The report was released several weeks after City Auditor Jorge Oseguera resigned. Reasons for his abrupt departure aren’t explained, but he left like a guy whose patience had run out.

Farishta Ahrary, principal policy analyst in the auditor’s office, signed the report. She’s Oseguera’s temporary replacement.

It’s understandable why an interim auditor might be reluctant to embarrass the mayor and City Council. They hire the city auditor.

We’re left with a document that operates on two levels.

The surface presents a tentative, data-heavy review of objective facts. Homeless population growth is graphed like a rocket launch. Numbers climb to the sky. Lucrative city contracts with service providers are also recorded.

Handy reference material. But readers aren’t told what it all means. Good stuff comes later, interpretations required.

The report opens with excuses for Steinberg and City Council. The federal appellate court case Martin v. Boise is blamed for stopping the city from removing encampments. As always, Martin gets misrepresented.

The audit disingenuously says Martin “severely limits a local municipal agency’s abilities to enforce certain laws.” To its credit, the report admits that’s not really true 36 pages later.

Other familiar City Hall deflections fill early pages.

The tight housing market catches blame for all those tents. County inadequacies are noted. There’s a bizarre explanation for why code violations aren’t enforced. It’s staff resignations! Code inspectors quit and move to Folsom and Roseville, where fewer unsheltered people congregate.

Excuses don’t establish why the local homeless population skyrocketed from 2,700 to 10,000 after Steinberg took office in 2016.

Answers surface when the audit digs into the city’s response. The city’s goal wasn’t to remove tents and discourage new campers. The plan was, Let’s create a new bureaucracy and see what happens.

As with most government projects, the mission involved securing short-term dollars, hiring staff and vendors, spending money fast and asking for more. Nobody thought about accountability or performance metrics or outcomes.
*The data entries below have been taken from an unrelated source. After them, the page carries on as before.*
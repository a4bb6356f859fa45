//! Authentication context captured at token issuance.

use serde::{Deserialize, Serialize};
use time::OffsetDateTime;

use crate::types::grant_type::GrantType;

/// Validated identity and request metadata captured when a token is issued.
///
/// Stored alongside an access token so later validation can recover who
/// the token was issued for. Tokens minted for local users carry no
/// context; the store accepts its absence.
#[derive(Debug, Clone, Serialize, Deserialize)]
#[serde(rename_all = "camelCase")]
pub struct AuthenticationContext {
    /// Username of the authenticated principal.
    pub principal: String,

    /// Client the authentication was performed through.
    pub client_id: String,

    /// Granted scopes (space-separated), when the flow negotiated any.
    #[serde(skip_serializing_if = "Option::is_none")]
    pub scope: Option<String>,

    /// Grant the authentication was performed through.
    #[serde(skip_serializing_if = "Option::is_none")]
    pub grant_type: Option<GrantType>,

    /// When the principal was authenticated.
    #[serde(with = "time::serde::rfc3339")]
    pub authenticated_at: OffsetDateTime,
}

impl AuthenticationContext {
    /// Creates a context for a principal authenticated through a client,
    /// stamped with the current time.
    #[must_use]
    pub fn new(principal: impl Into<String>, client_id: impl Into<String>) -> Self {
        Self {
            principal: principal.into(),
            client_id: client_id.into(),
            scope: None,
            grant_type: None,
            authenticated_at: OffsetDateTime::now_utc(),
        }
    }

    /// Sets the granted scope.
    #[must_use]
    pub fn with_scope(mut self, scope: impl Into<String>) -> Self {
        self.scope = Some(scope.into());
        self
    }

    /// Sets the grant type.
    #[must_use]
    pub fn with_grant_type(mut self, grant_type: GrantType) -> Self {
        self.grant_type = Some(grant_type);
        self
    }
}

#[cfg(test)]
mod tests {
    use super::*;

    #[test]
    fn test_builder() {
        let context = AuthenticationContext::new("username", "clientId")
            .with_scope("read write")
            .with_grant_type(GrantType::Password);

        assert_eq!(context.principal, "username");
        assert_eq!(context.client_id, "clientId");
        assert_eq!(context.scope.as_deref(), Some("read write"));
        assert_eq!(context.grant_type, Some(GrantType::Password));
    }

    #[test]
    fn test_serialization() {
        let context = AuthenticationContext::new("username", "clientId").with_scope("read");

        let json = serde_json::to_string(&context).unwrap();
        let deserialized: AuthenticationContext = serde_json::from_str(&json).unwrap();

        assert_eq!(context.principal, deserialized.principal);
        assert_eq!(context.client_id, deserialized.client_id);
        assert_eq!(context.scope, deserialized.scope);
    }
}
//! Authorization error types.
//!
//! This module defines all error types that can occur during token
//! management operations.

/// Errors that can occur during token management operations.
#[derive(Debug, thiserror::Error)]
pub enum AuthError {
    /// The operation is not supported by this component, by design.
    #[error("Unsupported operation: {operation}")]
    Unsupported {
        /// Name of the unsupported operation.
        operation: String,
    },

    /// An error occurred while storing or retrieving token data.
    ///
    /// Store failures propagate unwrapped; the manager performs no local
    /// recovery or retry.
    #[error("Storage error: {message}")]
    Storage {
        /// Description of the storage error.
        message: String,
    },

    /// An unexpected internal error occurred.
    #[error("Internal error: {message}")]
    Internal {
        /// Description of the internal error.
        message: String,
    },
}

impl AuthError {
    /// Creates a new `Unsupported` error.
    #[must_use]
    pub fn unsupported(operation: impl Into<String>) -> Self {
        Self::Unsupported {
            operation: operation.into(),
        }
    }

    /// Creates a new `Storage` error.
    #[must_use]
    pub fn storage(message: impl Into<String>) -> Self {
        Self::Storage {
            message: message.into(),
        }
    }

    /// Creates a new `Internal` error.
    #[must_use]
    pub fn internal(message: impl Into<String>) -> Self {
        Self::Internal {
            message: message.into(),
        }
    }

    /// Returns `true` if this error reports a caller mistake.
    #[must_use]
    pub fn is_client_error(&self) -> bool {
        matches!(self, Self::Unsupported { .. })
    }

    /// Returns `true` if this is a server-side failure.
    #[must_use]
    pub fn is_server_error(&self) -> bool {
        matches!(self, Self::Storage { .. } | Self::Internal { .. })
    }
}

#[cfg(test)]
mod tests {
    use super::*;

    #[test]
    fn test_error_display() {
        let err = AuthError::unsupported("read_authentication");
        assert_eq!(
            err.to_string(),
            "Unsupported operation: read_authentication"
        );

        let err = AuthError::storage("database down");
        assert_eq!(err.to_string(), "Storage error: database down");

        let err = AuthError::internal("lock poisoned");
        assert_eq!(err.to_string(), "Internal error: lock poisoned");
    }

    #[test]
    fn test_error_predicates() {
        let err = AuthError::unsupported("read_authentication");
        assert!(err.is_client_error());
        assert!(!err.is_server_error());

        let err = AuthError::storage("database down");
        assert!(!err.is_client_error());
        assert!(err.is_server_error());
    }
}
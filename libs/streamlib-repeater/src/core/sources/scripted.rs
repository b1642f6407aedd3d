// Copyright (c) 2025 Jonathan Fontanez
// SPDX-License-Identifier: BUSL-1.1

//! Scripted source: plays back a fixed sequence of pull outcomes.
//!
//! Each step describes how long a pull takes and what it yields. Once the
//! script runs out, every further pull reports end-of-stream. A shared
//! [`ScriptProbe`] lets the owner observe pulls after the source has been
//! moved into a repeater.

use std::collections::VecDeque;
use std::sync::atomic::{AtomicBool, AtomicU64, Ordering};
use std::sync::Arc;
use std::time::Duration;

use bytes::Bytes;

use crate::core::{
    MediaClock, MediaFrame, PullOptions, RepeaterError, Result, SourceParams, UpstreamSource,
};

/// One scripted pull outcome.
#[derive(Debug, Clone)]
pub enum ScriptStep {
    Frame { delay: Duration, payload: Bytes },
    EndOfStream { delay: Duration },
    Error { delay: Duration, message: String },
    /// Block until the pull is cancelled.
    Stall,
}

/// Counters shared between a [`ScriptedSource`] and its owner.
#[derive(Debug, Default)]
pub struct ScriptProbe {
    pulls_started: AtomicU64,
    pulls_completed: AtomicU64,
    started: AtomicBool,
    stopped: AtomicBool,
}

impl ScriptProbe {
    pub fn pulls_started(&self) -> u64 {
        self.pulls_started.load(Ordering::SeqCst)
    }

    pub fn pulls_completed(&self) -> u64 {
        self.pulls_completed.load(Ordering::SeqCst)
    }

    pub fn is_started(&self) -> bool {
        self.started.load(Ordering::SeqCst)
    }

    pub fn is_stopped(&self) -> bool {
        self.stopped.load(Ordering::SeqCst)
    }
}

#[derive(Debug, Default)]
pub struct ScriptedSource {
    steps: VecDeque<ScriptStep>,
    start_error: Option<String>,
    format: SourceParams,
    next_frame_number: u64,
    probe: Arc<ScriptProbe>,
}

impl ScriptedSource {
    pub fn new() -> Self {
        Self::default()
    }

    pub fn frame(self, payload: impl Into<Bytes>) -> Self {
        self.frame_after(Duration::ZERO, payload)
    }

    pub fn frame_after(mut self, delay: Duration, payload: impl Into<Bytes>) -> Self {
        self.steps.push_back(ScriptStep::Frame {
            delay,
            payload: payload.into(),
        });
        self
    }

    pub fn end_of_stream(self) -> Self {
        self.end_of_stream_after(Duration::ZERO)
    }

    pub fn end_of_stream_after(mut self, delay: Duration) -> Self {
        self.steps.push_back(ScriptStep::EndOfStream { delay });
        self
    }

    pub fn error(mut self, message: impl Into<String>) -> Self {
        self.steps.push_back(ScriptStep::Error {
            delay: Duration::ZERO,
            message: message.into(),
        });
        self
    }

    pub fn stall(mut self) -> Self {
        self.steps.push_back(ScriptStep::Stall);
        self
    }

    /// Make `start` fail with the given reason.
    pub fn failing_start(mut self, reason: impl Into<String>) -> Self {
        self.start_error = Some(reason.into());
        self
    }

    pub fn with_format(mut self, format: SourceParams) -> Self {
        self.format = format;
        self
    }

    pub fn probe(&self) -> Arc<ScriptProbe> {
        Arc::clone(&self.probe)
    }
}

impl UpstreamSource for ScriptedSource {
    fn start(&mut self, _params: &SourceParams) -> Result<()> {
        if let Some(reason) = &self.start_error {
            return Err(RepeaterError::SourceStart(reason.clone()));
        }
        self.probe.started.store(true, Ordering::SeqCst);
        self.probe.stopped.store(false, Ordering::SeqCst);
        Ok(())
    }

    fn stop(&mut self) -> Result<()> {
        self.probe.stopped.store(true, Ordering::SeqCst);
        Ok(())
    }

    fn pull_next(&mut self, options: &PullOptions) -> Result<MediaFrame> {
        self.probe.pulls_started.fetch_add(1, Ordering::SeqCst);

        let step = self.steps.pop_front().unwrap_or(ScriptStep::EndOfStream {
            delay: Duration::ZERO,
        });

        let result = match step {
            ScriptStep::Stall => {
                while !options.cancel.wait_timeout(Duration::from_secs(1)) {}
                Err(RepeaterError::Stopped)
            }
            ScriptStep::Frame { delay, payload } => {
                if options.cancel.wait_timeout(delay) {
                    Err(RepeaterError::Stopped)
                } else {
                    let frame = MediaFrame::new(payload, MediaClock::now_us(), self.next_frame_number);
                    self.next_frame_number += 1;
                    Ok(frame)
                }
            }
            ScriptStep::EndOfStream { delay } => {
                if options.cancel.wait_timeout(delay) {
                    Err(RepeaterError::Stopped)
                } else {
                    Err(RepeaterError::EndOfStream)
                }
            }
            ScriptStep::Error { delay, message } => {
                if options.cancel.wait_timeout(delay) {
                    Err(RepeaterError::Stopped)
                } else {
                    Err(RepeaterError::Source(message))
                }
            }
        };

        self.probe.pulls_completed.fetch_add(1, Ordering::SeqCst);
        result
    }

    fn format(&self) -> SourceParams {
        self.format.clone()
    }
}
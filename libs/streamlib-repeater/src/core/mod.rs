// Copyright (c) 2025 Jonathan Fontanez
// SPDX-License-Identifier: BUSL-1.1

pub mod clocks;
pub mod config;
pub mod error;
pub mod frames;
pub mod media_clock;
pub mod prelude;
pub mod repeater;
pub mod sources;

pub use clocks::*;
pub use config::*;
pub use error::*;
pub use frames::*;
pub use media_clock::MediaClock;
pub use repeater::*;
pub use sources::*;
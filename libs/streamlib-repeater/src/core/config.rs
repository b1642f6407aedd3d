// Copyright (c) 2025 Jonathan Fontanez
// SPDX-License-Identifier: BUSL-1.1

//! Repeater configuration and the `repeater.toml` settings file.

use std::path::Path;
use std::time::Duration;

use serde::{Deserialize, Serialize};
use serde_json::{Map, Value};

use crate::core::{RepeaterError, Result};

/// Configuration fixed for the lifetime of a [`RepeaterSource`].
///
/// [`RepeaterSource`]: crate::core::RepeaterSource
#[derive(Debug, Clone, PartialEq, Serialize, Deserialize)]
#[serde(default)]
pub struct RepeaterConfig {
    /// Label used in log lines and as the default worker thread name.
    pub name: String,

    /// Output cadence in frames per second. Must be finite and positive.
    pub rate_hz: f64,

    /// Hold fresh frames until their cadence deadline instead of returning
    /// them as soon as they arrive.
    pub pace_fresh_frames: bool,

    /// Go dormant when no fresh frame has arrived for this long: stop
    /// repeating, drop the cached frame, and re-anchor the cadence on the
    /// next fresh frame. `None` repeats indefinitely.
    pub suspend_after_idle_ms: Option<u64>,

    /// Name for the background pull thread. Defaults to `"{name}-pull"`.
    pub worker_thread_name: Option<String>,
}

impl RepeaterConfig {
    pub fn with_rate(rate_hz: f64) -> Self {
        Self {
            rate_hz,
            ..Default::default()
        }
    }

    pub fn validate(&self) -> Result<()> {
        if !self.rate_hz.is_finite() || self.rate_hz <= 0.0 {
            return Err(RepeaterError::Configuration(format!(
                "rate_hz must be a positive finite number, got {}",
                self.rate_hz
            )));
        }
        if self.suspend_after_idle_ms == Some(0) {
            return Err(RepeaterError::Configuration(
                "suspend_after_idle_ms must be greater than zero (omit it to disable suspension)"
                    .to_string(),
            ));
        }
        Ok(())
    }

    pub fn suspend_after_idle(&self) -> Option<Duration> {
        self.suspend_after_idle_ms.map(Duration::from_millis)
    }

    pub fn thread_name(&self) -> String {
        self.worker_thread_name
            .clone()
            .unwrap_or_else(|| format!("{}-pull", self.name))
    }
}

impl Default for RepeaterConfig {
    fn default() -> Self {
        Self {
            name: "repeater".to_string(),
            rate_hz: 30.0,
            pace_fresh_frames: false,
            suspend_after_idle_ms: None,
            worker_thread_name: None,
        }
    }
}

/// Opaque parameters forwarded verbatim to the upstream source's `start`.
#[derive(Debug, Clone, Default, PartialEq, Serialize, Deserialize)]
#[serde(transparent)]
pub struct SourceParams(Map<String, Value>);

impl SourceParams {
    pub fn new() -> Self {
        Self::default()
    }

    pub fn with(mut self, key: impl Into<String>, value: impl Into<Value>) -> Self {
        self.insert(key, value);
        self
    }

    pub fn insert(&mut self, key: impl Into<String>, value: impl Into<Value>) {
        self.0.insert(key.into(), value.into());
    }

    pub fn get(&self, key: &str) -> Option<&Value> {
        self.0.get(key)
    }

    pub fn get_str(&self, key: &str) -> Option<&str> {
        self.get(key).and_then(Value::as_str)
    }

    pub fn get_f64(&self, key: &str) -> Option<f64> {
        self.get(key).and_then(Value::as_f64)
    }

    pub fn get_u64(&self, key: &str) -> Option<u64> {
        self.get(key).and_then(Value::as_u64)
    }

    pub fn get_bool(&self, key: &str) -> Option<bool> {
        self.get(key).and_then(Value::as_bool)
    }

    pub fn len(&self) -> usize {
        self.0.len()
    }

    pub fn is_empty(&self) -> bool {
        self.0.is_empty()
    }

    pub fn iter(&self) -> impl Iterator<Item = (&String, &Value)> {
        self.0.iter()
    }
}

/// Contents of a `repeater.toml` file.
///
/// ```toml
/// [repeater]
/// rate_hz = 30.0
/// suspend_after_idle_ms = 1000
///
/// [source]
/// device = "/dev/video0"
/// ```
#[derive(Debug, Clone, Default, PartialEq, Serialize, Deserialize)]
#[serde(default)]
pub struct RepeaterSettings {
    pub repeater: RepeaterConfig,
    pub source: SourceParams,
}

impl RepeaterSettings {
    /// Conventional settings file name.
    pub const FILE_NAME: &'static str = "repeater.toml";

    pub fn from_toml_str(content: &str) -> Result<Self> {
        let settings: Self = toml::from_str(content)
            .map_err(|e| RepeaterError::Configuration(format!("Failed to parse settings: {}", e)))?;
        settings.repeater.validate()?;
        Ok(settings)
    }

    /// Load settings from a TOML file. Errors if the file is missing,
    /// malformed, or carries an invalid repeater section.
    pub fn load(path: &Path) -> Result<Self> {
        let content = std::fs::read_to_string(path).map_err(|e| {
            RepeaterError::Configuration(format!("Failed to read {}: {}", path.display(), e))
        })?;

        let settings = Self::from_toml_str(&content).map_err(|e| match e {
            RepeaterError::Configuration(msg) => {
                RepeaterError::Configuration(format!("{}: {}", path.display(), msg))
            }
            other => other,
        })?;

        tracing::info!("Loaded repeater settings from {}", path.display());
        Ok(settings)
    }

    /// Load settings, falling back to defaults when the file is missing or
    /// unusable.
    pub fn load_or_default(path: &Path) -> Self {
        if !path.exists() {
            tracing::debug!("No settings at {}, using defaults", path.display());
            return Self::default();
        }

        match Self::load(path) {
            Ok(settings) => settings,
            Err(e) => {
                tracing::warn!("{}, using defaults", e);
                Self::default()
            }
        }
    }
}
Despite endless press conferences by Steinberg, the city didn’t create a comprehensive strategy to get people off the streets. The audit describes piecemeal efforts by city departments, county agencies and vendors. All siloed and winging it.

The audit’s prose doesn’t soar. But the words describe a haphazard, uncoordinated approach, doomed to fail.
“We believe the city is capturing and reporting on valuable data but may not be performing adequate analysis to optimize enforcement.”

“This disaggregation raises questions on how the data can be efficiently compiled to demonstrate the full operational response and cost to the city.”

“The city does not appear to have a centralized process to account for homeless-related costs.”

“This thus limits the city’s ability to compile homeless-related expenditures using a more streamlined and efficient approach.”

Eight wasted years. Millions of dollars squandered. At least Steinberg’s press conferences were entertaining.